C’est un procès fabriqué, car la justice, c'est les faits. Enfin, pour ce type d’accusations, le magistrat, dans l'évaluation des peines, est tenu par des limites, c'est-à-dire qu'il ne peut pas condamner à moins de la moitié de la peine encourue. Si vous risquez 30 ans, il ne peut pas infliger moins de quinze ans. Donc, tous ces éléments sont annonciateurs de la vindicte du pouvoir à l'encontre de ces personnalités pacifiques, dont le seul crime est de s’opposer à sa politique.
Ces craintes vous laissent-elles penser que ce procès est joué d'avance ?

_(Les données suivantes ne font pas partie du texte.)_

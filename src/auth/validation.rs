use lazy_static::lazy_static;
use regex::Regex;

use crate::auth::dto::{CredentialsRequest, SignupRequest};

pub const PASSWORD_MIN_LEN: usize = 8;
pub const PASSWORD_MAX_LEN: usize = 32;
/// bcrypt ignores everything past this many bytes.
pub const PASSWORD_MAX_BYTES: usize = 72;
pub const NAME_MAX_LEN: usize = 100;

/// A request field that failed its schema check.
#[derive(Debug, Clone, PartialEq, Eq, thiserror::Error)]
#[error("{field}: {message}")]
pub struct ValidationError {
    pub field: &'static str,
    pub message: &'static str,
}

impl ValidationError {
    fn new(field: &'static str, message: &'static str) -> Self {
        Self { field, message }
    }
}

/// Signup input after normalization and schema checks.
#[derive(Debug, Clone)]
pub struct ValidSignup {
    pub name: String,
    pub email: String,
    pub password: String,
}

/// Sign-in input after normalization and schema checks.
#[derive(Debug, Clone)]
pub struct ValidCredentials {
    pub email: String,
    pub password: String,
}

pub fn normalize_email(raw: &str) -> String {
    raw.trim().to_lowercase()
}

pub(crate) fn is_valid_email(email: &str) -> bool {
    lazy_static! {
        static ref EMAIL_RE: Regex = Regex::new(r"^[^@\s]+@[^@\s]+\.[^@\s]+$").unwrap();
    }
    EMAIL_RE.is_match(email)
}

fn check_email(email: &str) -> Result<(), ValidationError> {
    if email.is_empty() {
        return Err(ValidationError::new("email", "Email is required"));
    }
    if !is_valid_email(email) {
        return Err(ValidationError::new("email", "Invalid email"));
    }
    Ok(())
}

fn check_password(password: &str) -> Result<(), ValidationError> {
    let len = password.chars().count();
    if len == 0 {
        return Err(ValidationError::new("password", "Password is required"));
    }
    if len < PASSWORD_MIN_LEN {
        return Err(ValidationError::new(
            "password",
            "Password must be more than 8 characters",
        ));
    }
    if len > PASSWORD_MAX_LEN {
        return Err(ValidationError::new(
            "password",
            "Password must be less than 32 characters",
        ));
    }
    if password.len() > PASSWORD_MAX_BYTES {
        return Err(ValidationError::new(
            "password",
            "Password must be at most 72 bytes",
        ));
    }
    Ok(())
}

fn check_name(name: &str) -> Result<(), ValidationError> {
    if name.is_empty() {
        return Err(ValidationError::new("name", "Name is required"));
    }
    if name.chars().count() > NAME_MAX_LEN {
        return Err(ValidationError::new(
            "name",
            "Name must be less than 100 characters",
        ));
    }
    Ok(())
}

impl SignupRequest {
    pub fn validate(self) -> Result<ValidSignup, ValidationError> {
        let name = self.name.trim().to_string();
        let email = normalize_email(&self.email);
        check_name(&name)?;
        check_email(&email)?;
        check_password(&self.password)?;
        Ok(ValidSignup {
            name,
            email,
            password: self.password,
        })
    }
}

impl CredentialsRequest {
    pub fn validate(self) -> Result<ValidCredentials, ValidationError> {
        let email = normalize_email(&self.email);
        check_email(&email)?;
        check_password(&self.password)?;
        Ok(ValidCredentials {
            email,
            password: self.password,
        })
    }
}
use std::net::SocketAddr;

use anyhow::Context;
use serde::Deserialize;

/// Google sign-in is advertised only when both client id and secret are set.
/// The secret itself stays with the OAuth framework and is not kept here.
#[derive(Debug, Clone, Deserialize)]
pub struct GoogleConfig {
    pub client_id: String,
}

#[derive(Debug, Clone, Deserialize)]
pub struct EmailConfig {
    pub resend_api_key: Option<String>,
    pub resend_api_url: String,
    pub from: String,
}

#[derive(Debug, Clone, Copy, Default, PartialEq, Eq)]
pub enum LogFormat {
    #[default]
    Pretty,
    Json,
}

impl LogFormat {
    /// Only `json` (any case) switches to JSON lines.
    pub fn from_env() -> Self {
        match std::env::var("LOG_FORMAT") {
            Ok(v) if v.trim().eq_ignore_ascii_case("json") => Self::Json,
            _ => Self::Pretty,
        }
    }
}

#[derive(Debug, Clone, Deserialize)]
pub struct AppConfig {
    pub listen_addr: SocketAddr,
    pub database_url: String,
    pub database_max_connections: u32,
    /// Signs verification tokens. Credential sign-in of unverified users fails without it.
    pub auth_secret: Option<String>,
    pub google: Option<GoogleConfig>,
    pub email: EmailConfig,
    /// Origin used in verification links, always carrying a scheme.
    pub base_url: String,
}

impl AppConfig {
    pub fn from_env() -> anyhow::Result<Self> {
        let listen_addr = listen_addr(
            &std::env::var("APP_HOST").unwrap_or_else(|_| "0.0.0.0".into()),
            &std::env::var("APP_PORT").unwrap_or_else(|_| "8080".into()),
        )?;
        let database_url = std::env::var("DATABASE_URL").context("DATABASE_URL must be set")?;
        let database_max_connections = std::env::var("DATABASE_MAX_CONNECTIONS")
            .ok()
            .and_then(|v| v.parse::<u32>().ok())
            .unwrap_or(10);

        let google = match (
            non_empty_var("AUTH_GOOGLE_ID"),
            non_empty_var("AUTH_GOOGLE_SECRET"),
        ) {
            (Some(client_id), Some(_secret)) => Some(GoogleConfig { client_id }),
            _ => None,
        };

        let email = EmailConfig {
            resend_api_key: non_empty_var("RESEND_API_KEY"),
            resend_api_url: std::env::var("RESEND_API_URL")
                .unwrap_or_else(|_| "https://api.resend.com".into()),
            from: std::env::var("EMAIL_FROM").unwrap_or_else(|_| "verify-email@localhost".into()),
        };

        let base_url =
            normalize_base_url(&std::env::var("BASE_URL").unwrap_or_else(|_| "localhost:3000".into()));

        Ok(Self {
            listen_addr,
            database_url,
            database_max_connections,
            auth_secret: non_empty_var("AUTH_SECRET"),
            google,
            email,
            base_url,
        })
    }

    pub fn verification_link(&self, token: &str) -> String {
        format!("{}/verify-email/{}", self.base_url, token)
    }
}

pub(crate) fn listen_addr(host: &str, port: &str) -> anyhow::Result<SocketAddr> {
    let port: u16 = port
        .trim()
        .parse()
        .with_context(|| format!("APP_PORT is not a port: {port:?}"))?;
    let addr = format!("{}:{}", host.trim(), port);
    addr.parse::<SocketAddr>()
        .with_context(|| format!("APP_HOST is not an IP address: {host:?}"))
}

fn non_empty_var(key: &str) -> Option<String> {
    std::env::var(key).ok().filter(|v| !v.trim().is_empty())
}

/// Bare hosts such as `example.com` get an `http://` prefix; trailing slashes are dropped.
pub(crate) fn normalize_base_url(raw: &str) -> String {
    let trimmed = raw.trim().trim_end_matches('/');
    if trimmed.starts_with("http://") || trimmed.starts_with("https://") {
        trimmed.to_string()
    } else {
        format!("http://{}", trimmed)
    }
}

Malheureusement nous n'avons pas confiance, non pas en la justice dans l'absolu, mais dans le fonctionnement actuel de la justice tunisienne qui est instrumentalisée par le pouvoir exécutif. L'une des premières mesures prises par le président Kaïs Saïed, au lendemain de son coup d'État, était de dissoudre le Conseil supérieur de la magistrature et de prononcer de manière administrative l'exclusion ou la radiation de près de 70 magistrats. Les magistrats ont tenu un sit-in et une grève pendant huit semaines successives au palais de la justice pour protester contre cette mainmise de l'exécutif sur le pouvoir judiciaire. Depuis, on ne parle plus dans la Constitution actuelle de pouvoir judiciaire mais de fonction judiciaire. Enfin, le président du tribunal, qui va nous juger le 4 mars fait l'objet de deux affaires. L'une d’elle concerne notamment la procédure par laquelle il a été nommé président de cette Cour qui, selon les plaignants et les avocats, est illégale.
Comment comptez-vous faire face à la situation que vous décrivez ?
Avec deux éléments qui relèvent de la spiritualité mais qui ont fait leurs preuves. Premièrement, j'ai foi en la liberté et en sa victoire inéluctable, absolument inéluctable parce qu’elle fraye son chemin malgré tous les obstacles. Cela nous donne une force pour contrer tout ce qui nous tombe sur la tête. Ce n'est pas une foi mystique, c'est une foi historique. Nous sommes un pays qui aspire à la liberté et qui mène des luttes depuis plus de 70 ans.
Depuis l'indépendance, nous sommes devenus un pays souverain, mais malheureusement, à l'échelle interne, c'est l'autoritarisme qui a succédé au protectorat français. En 2011, avec la chute de Zine el-Abidine Ben Ali, la Tunisie a connu ce qu'on a appelé le printemps arabe, c'est-à-dire la première expérience de démocratie libre et représentative dans sa longue histoire. Mais malheureusement, cette expérience a abouti à un coup d'État en 2021. Mais avec la détermination des Tunisiens et avec du temps, la patience étant le deuxième élément, nous sommes persuadés que la démocratie et la liberté finiront par vaincre. Ce n'est pas une cause personnelle, il n'est pas nécessaire que je la vive personnellement car il suffit qu'elle triomphe même après mon décès, pour que mon objectif soit atteint.
Il est vrai que face à Kais Saïed, les partis d'opposition et la société civile se trouvent au creux de la vague. Ils sont affaiblis et démoralisés. Mais le sens de l'évolution des événements, notamment socio-économiques, s'annonce au détriment du pouvoir et en faveur de la démocratie.
NB : Cet article-entretien a été publié sur France 24 sous le titre " Méga-procès pour complot : "On veut spolier les Tunisiens de leurs droits politiques ".